### Work request:
What you return must be every line from the beginning of the data through the line holding "impl Parse for", unchanged.

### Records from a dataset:
use crate::parser::{
    ast::{expr::Expr, literal::LitSym},
    error::Error,
    token::Assign as AssignToken,
    Parse,
    Parser,
};
use std::{fmt, ops::Range};

#[cfg(feature = "serde")]
use serde::{Deserialize, Serialize};

/// An assignment of an expression to a single variable, such as `x = 3*x + 5`.
#[derive(Debug, Clone, PartialEq)]
#[cfg_attr(feature = "serde", derive(Serialize, Deserialize))]
pub struct Assign {
    /// The variable being assigned to.
    pub target: LitSym,

    /// The expression whose value is assigned.
    pub value: Expr,

    /// The region of the source code that this assignment was parsed from.
    pub span: Range<usize>,
}

impl Assign {
    /// Returns the span of the assignment.
    pub fn span(&self) -> Range<usize> {
        self.span.clone()
    }
}

impl Parse for Assign {
    fn parse(input: &mut Parser) -> Result<Self, Error> {
        let target = input.try_parse::<LitSym>()?;
        input.try_parse::<AssignToken>()?;
        let value = input.try_parse::<Expr>()?;
        let span = target.span.start..value.span().end;

        Ok(Self { target, value, span })
    }
}

impl std::fmt::Display for Assign {
    fn fmt(&self, f: &mut fmt::Formatter) -> fmt::Result {
        write!(f, "{} = {}", self.target, self.value)
    }
}
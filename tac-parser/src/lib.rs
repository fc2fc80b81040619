//! Normalizer, tokenizer and parser for the algebraic expressions compiled by `tac-compiler`.
//!
//! Source goes through [`normalize::normalize`] first, which rewrites shorthand such as `3x` or
//! `x²` into canonical syntax, then through [`parser::Parser`], which produces a list of
//! [`parser::ast::Stmt`]s.

pub mod normalize;
pub mod parser;
pub mod tokenizer;
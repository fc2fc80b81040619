pub mod kind;

use kind::{ComplexResult, DivisionByZero, FloatBitwise, IntegerOverflow, NegativeShift, NonFiniteResult};
use std::ops::Range;
use tac_error::{Error, ErrorKind};

/// Generates the [`EvalError`] enum, with a variant and a [`From`] implementation for each error
/// kind.
macro_rules! eval_errors {
    ($($name:ident)*) => {
        /// Represents an error that can occur while evaluating an operation on constants.
        ///
        /// These errors do not carry a span; the optimizer attaches the span of the instruction
        /// being folded with [`EvalError::into_error`].
        #[derive(Debug, Clone, PartialEq)]
        pub enum EvalError {
            $(
                #[allow(missing_docs)]
                $name($name),
            )*
        }

        $(
            impl From<$name> for EvalError {
                fn from(e: $name) -> Self {
                    EvalError::$name(e)
                }
            }
        )*

        impl EvalError {
            /// Returns the plain message of this error.
            pub fn message(&self) -> String {
                match self {
                    $(EvalError::$name(e) => e.message(),)*
                }
            }

            /// Converts the [`EvalError`] into an [`Error`] pointing at the given span.
            pub fn into_error(self, span: Range<usize>) -> Error {
                let kind: Box<dyn ErrorKind> = match self {
                    $(EvalError::$name(e) => Box::new(e),)*
                };
                Error { spans: vec![span], kind }
            }
        }
    };
}

eval_errors!(
    DivisionByZero
    IntegerOverflow
    FloatBitwise
    NegativeShift
    ComplexResult
    NonFiniteResult
);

### Solution for this task:
use crate::parser::{
    ast::{expr::Expr, literal::LitSym},
    error::Error,
    token::Assign as AssignToken,
    Parse,
    Parser,
};
use std::{fmt, ops::Range};

#[cfg(feature = "serde")]
use serde::{Deserialize, Serialize};

/// An assignment of an expression to a single variable, such as `x = 3*x + 5`.
#[derive(Debug, Clone, PartialEq)]
#[cfg_attr(feature = "serde", derive(Serialize, Deserialize))]
pub struct Assign {
    /// The variable being assigned to.
    pub target: LitSym,

    /// The expression whose value is assigned.
    pub value: Expr,

    /// The region of the source code that this assignment was parsed from.
    pub span: Range<usize>,
}

impl Assign {
    /// Returns the span of the assignment.
    pub fn span(&self) -> Range<usize> {
        self.span.clone()
    }
}

impl Parse for Assign {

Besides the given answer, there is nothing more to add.